Malheureusement, tout ne se passera pas comme ils l’envisageaient.

Ce film tente de montrer les liens qui font se rejoindre l’Afrique et l’Europe au travers de 2 destins : l’ascension à tout prix de Shad et la lutte contre le déshonneur d’Otho.

Bande annonce (VF)

La bande son de ce film sortira également au même moment. L’album Abidja’Taam vise à montrer la richesse musicale, ou vocale de la ville d’Abidjan, peuplée d’un tiers d’étrangers. Et même si chaque artiste y a ses propres origines et identité, le résultat vocal ou sonore est empreint de ce mélange culturel aussi fort que singulier.

Pochette disque Abidja'Taam

Ce soir, jeudi 2 juillet 2009 à 20h, au cinéma MAX LINDER (Paris 75009), aura lieu l’avant-première du film, précédée d’un concert avec des musiciens de la bande son du film : Tiken Jah Fakoly, Ali Wague (flûte peulhe), Eric Thomas (guitariste), Michel Pinheiro (guitariste de Tiken Jah Fakoly) et aussi des musiciens inédits, en provenance d’Abidjan. Pour mémoire, le film a été présenté en avant-première fin mai à Abidjan.

Tiken Jah est aussi interviewé (en 6 vidéos) à propos du film, et s’exprime sur les sujets qui y sont traités. Voici les 3 premiers extraits :

“On a tous envie de revenir”

“Retourner au pays avec un projet pour l’Afrique”

“Etre dans la légalité”

Je ne retiendrai qu’une phrase : “l’avenir est dans la mixité”…
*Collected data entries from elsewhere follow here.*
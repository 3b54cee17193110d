//! CSV import/export adapter.
//!
//! The flat representation carries the record's raw inputs in a fixed,
//! documented column order so spreadsheet tools can round-trip it:
//!
//! `employee_id, period, basic_salary, allowances, deductions,
//! overtime_pay, bonus, working_days, absent_days, leave_days,
//! payment_method, status`
//!
//! Allowance and deduction maps are JSON-encoded into their single column.
//! Derived monetary fields are never exported; re-importing a file
//! recomputes them, and because the calculation is deterministic the
//! round trip reproduces them exactly.

use std::collections::BTreeMap;
use std::io::Read;

use chrono::{DateTime, Utc};
use rust_decimal::Decimal;
use serde::{Deserialize, Serialize};
use tracing::warn;
use uuid::Uuid;

use crate::calculation::recalculate_record;
use crate::config::PayrollRates;
use crate::error::{EngineError, EngineResult};
use crate::models::{PayPeriod, PayStatus, PaymentMethod, PayrollRecord};
use crate::store::{EmployeeDirectory, RecordStore};
use crate::workflow::ensure_editable;

/// One row of the flat representation. Field order is the column order.
#[derive(Debug, Clone, Serialize, Deserialize)]
pub struct CsvRow {
    /// External employee identifier.
    pub employee_id: String,
    /// Pay period in canonical string form; legacy `YYYY-MM` buckets are
    /// accepted on import.
    pub period: PayPeriod,
    /// Base salary.
    pub basic_salary: Decimal,
    /// JSON-encoded allowance map.
    pub allowances: String,
    /// JSON-encoded deduction map.
    pub deductions: String,
    /// Overtime pay.
    pub overtime_pay: Decimal,
    /// Bonus.
    pub bonus: Decimal,
    /// Days worked.
    pub working_days: u32,
    /// Absent days.
    pub absent_days: u32,
    /// Leave days.
    pub leave_days: u32,
    /// Payment method; empty when unset.
    pub payment_method: Option<PaymentMethod>,
    /// Lifecycle status at export time; informational on import.
    pub status: PayStatus,
}

impl CsvRow {
    /// Builds a row from a record.
    ///
    /// Only fails if a component map cannot be JSON-encoded, which cannot
    /// happen for string-keyed decimal maps.
    pub fn from_record(record: &PayrollRecord) -> EngineResult<Self> {
        Ok(Self {
            employee_id: record.employee_id.clone(),
            period: record.period,
            basic_salary: record.basic_salary,
            allowances: encode_components("allowances", &record.allowances)?,
            deductions: encode_components("deductions", &record.deductions)?,
            overtime_pay: record.overtime_pay,
            bonus: record.bonus,
            working_days: record.working_days,
            absent_days: record.absent_days,
            leave_days: record.leave_days,
            payment_method: record.payment_method,
            status: record.status,
        })
    }
}

fn encode_components(
    field: &str,
    components: &BTreeMap<String, Decimal>,
) -> EngineResult<String> {
    serde_json::to_string(components).map_err(|e| EngineError::InvalidInput {
        field: field.to_string(),
        message: e.to_string(),
    })
}

fn decode_components(field: &str, text: &str) -> EngineResult<BTreeMap<String, Decimal>> {
    let text = text.trim();
    if text.is_empty() {
        return Ok(BTreeMap::new());
    }
    serde_json::from_str(text).map_err(|e| EngineError::InvalidInput {
        field: field.to_string(),
        message: format!("not a valid JSON component map: {e}"),
    })
}

/// Serializes records into the flat representation.
///
/// Rows come out in the order given, which for store listings is sorted by
/// employee id and period.
pub fn export(records: &[PayrollRecord]) -> EngineResult<String> {
    let mut writer = csv::Writer::from_writer(Vec::new());
    for record in records {
        let row = CsvRow::from_record(record)?;
        writer.serialize(row).map_err(csv_error)?;
    }
    let bytes = writer.into_inner().map_err(|e| EngineError::InvalidInput {
        field: "export".to_string(),
        message: e.to_string(),
    })?;
    String::from_utf8(bytes).map_err(|e| EngineError::InvalidInput {
        field: "export".to_string(),
        message: e.to_string(),
    })
}

fn csv_error(e: csv::Error) -> EngineError {
    EngineError::InvalidInput {
        field: "csv".to_string(),
        message: e.to_string(),
    }
}

/// What happened to one imported row.
#[derive(Debug, Clone, PartialEq, Serialize, Deserialize)]
#[serde(tag = "result", rename_all = "snake_case")]
pub enum RowOutcome {
    /// A new draft record was created.
    Created {
        /// The new record's id.
        record_id: Uuid,
    },
    /// An existing editable record was updated and recomputed.
    Updated {
        /// The updated record's id.
        record_id: Uuid,
    },
    /// The row was skipped; sibling rows are unaffected.
    Error {
        /// Why the row was skipped.
        reason: String,
    },
}

/// Per-row result of a bulk upload.
#[derive(Debug, Clone, PartialEq, Serialize, Deserialize)]
pub struct RowResult {
    /// 1-based data row number (the header is row 0).
    pub row: usize,
    /// The employee id the row referred to, when parseable.
    pub employee_id: Option<String>,
    /// Outcome for this row.
    #[serde(flatten)]
    pub outcome: RowOutcome,
}

/// The full report of a bulk upload.
#[derive(Debug, Clone, PartialEq, Serialize, Deserialize)]
pub struct ImportReport {
    /// Rows that created or updated a record.
    pub applied: usize,
    /// Rows that were skipped.
    pub failed: usize,
    /// Per-row outcomes in file order.
    pub rows: Vec<RowResult>,
}

/// Parses and applies a bulk upload.
///
/// Every row is validated independently with the same guards as manual
/// creation; a malformed row is reported and skipped, never aborting the
/// file. New rows become `draft` records; rows matching an existing
/// editable record update its inputs and recompute the breakdown. Rows
/// for frozen records or unknown employees are row errors.
pub fn import<R: Read>(
    reader: R,
    store: &dyn RecordStore,
    directory: &dyn EmployeeDirectory,
    rates: &PayrollRates,
    now: DateTime<Utc>,
) -> ImportReport {
    let mut csv_reader = csv::Reader::from_reader(reader);
    let mut rows = Vec::new();

    for (index, result) in csv_reader.deserialize::<CsvRow>().enumerate() {
        let row_number = index + 1;
        let row_result = match result {
            Ok(row) => {
                let employee_id = Some(row.employee_id.clone());
                match apply_row(&row, store, directory, rates, now) {
                    Ok(outcome) => RowResult {
                        row: row_number,
                        employee_id,
                        outcome,
                    },
                    Err(error) => RowResult {
                        row: row_number,
                        employee_id,
                        outcome: RowOutcome::Error {
                            reason: error.to_string(),
                        },
                    },
                }
            }
            Err(error) => {
                warn!(row = row_number, error = %error, "Skipping malformed import row");
                RowResult {
                    row: row_number,
                    employee_id: None,
                    outcome: RowOutcome::Error {
                        reason: format!("malformed row: {error}"),
                    },
                }
            }
        };
        rows.push(row_result);
    }

    let applied = rows
        .iter()
        .filter(|r| !matches!(r.outcome, RowOutcome::Error { .. }))
        .count();
    let failed = rows.len() - applied;

    ImportReport {
        applied,
        failed,
        rows,
    }
}

fn apply_row(
    row: &CsvRow,
    store: &dyn RecordStore,
    directory: &dyn EmployeeDirectory,
    rates: &PayrollRates,
    now: DateTime<Utc>,
) -> EngineResult<RowOutcome> {
    if directory.get(&row.employee_id).is_none() {
        return Err(EngineError::InvalidInput {
            field: "employee_id".to_string(),
            message: format!("unknown employee '{}'", row.employee_id),
        });
    }

    let allowances = decode_components("allowances", &row.allowances)?;
    let deductions = decode_components("deductions", &row.deductions)?;

    match store.find_by_employee_period(&row.employee_id, row.period) {
        Some(existing) => {
            ensure_editable(&existing)?;
            let read_version = existing.version;
            let mut updated = existing;
            write_inputs(&mut updated, row, allowances, deductions);
            recalculate_record(&mut updated, rates)?;
            updated.version += 1;
            updated.updated_at = now;
            let committed = store.update(read_version, updated)?;
            Ok(RowOutcome::Updated {
                record_id: committed.id,
            })
        }
        None => {
            let mut record = PayrollRecord::new_draft(row.employee_id.clone(), row.period, now);
            write_inputs(&mut record, row, allowances, deductions);
            recalculate_record(&mut record, rates)?;
            let record_id = record.id;
            store.insert(record)?;
            Ok(RowOutcome::Created { record_id })
        }
    }
}

fn write_inputs(
    record: &mut PayrollRecord,
    row: &CsvRow,
    allowances: BTreeMap<String, Decimal>,
    deductions: BTreeMap<String, Decimal>,
) {
    record.basic_salary = row.basic_salary;
    record.allowances = allowances;
    record.deductions = deductions;
    record.overtime_pay = row.overtime_pay;
    record.bonus = row.bonus;
    record.working_days = row.working_days;
    record.absent_days = row.absent_days;
    record.leave_days = row.leave_days;
    record.payment_method = row.payment_method;
}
Concernant l’illustration sonore du film, la réalisatrice a souhaité un retour aux voix, plutôt qu’à la musique bien arrangée ou bien mixée. Ainsi, sur la bande originale, et donc l’album se croisent :

  • des stars du reggae, du rap, du ragga et d’autres synthèses musicales de l’Afrique contemporaine,
  • un chanteur chrétien,
  • des chorales, dont une de poissonnières burkinabé,
  • un griot dioula…

Pour ce film, Djeli Moussa Diawara (dont je vais vous reparler très très bientôt) a composé et interprété le titre Kanta, qui conte l’histoire de ce guerrier de légende, qui fonda un royaume à Argungu (Nord Nigéria), au XVIème siècle.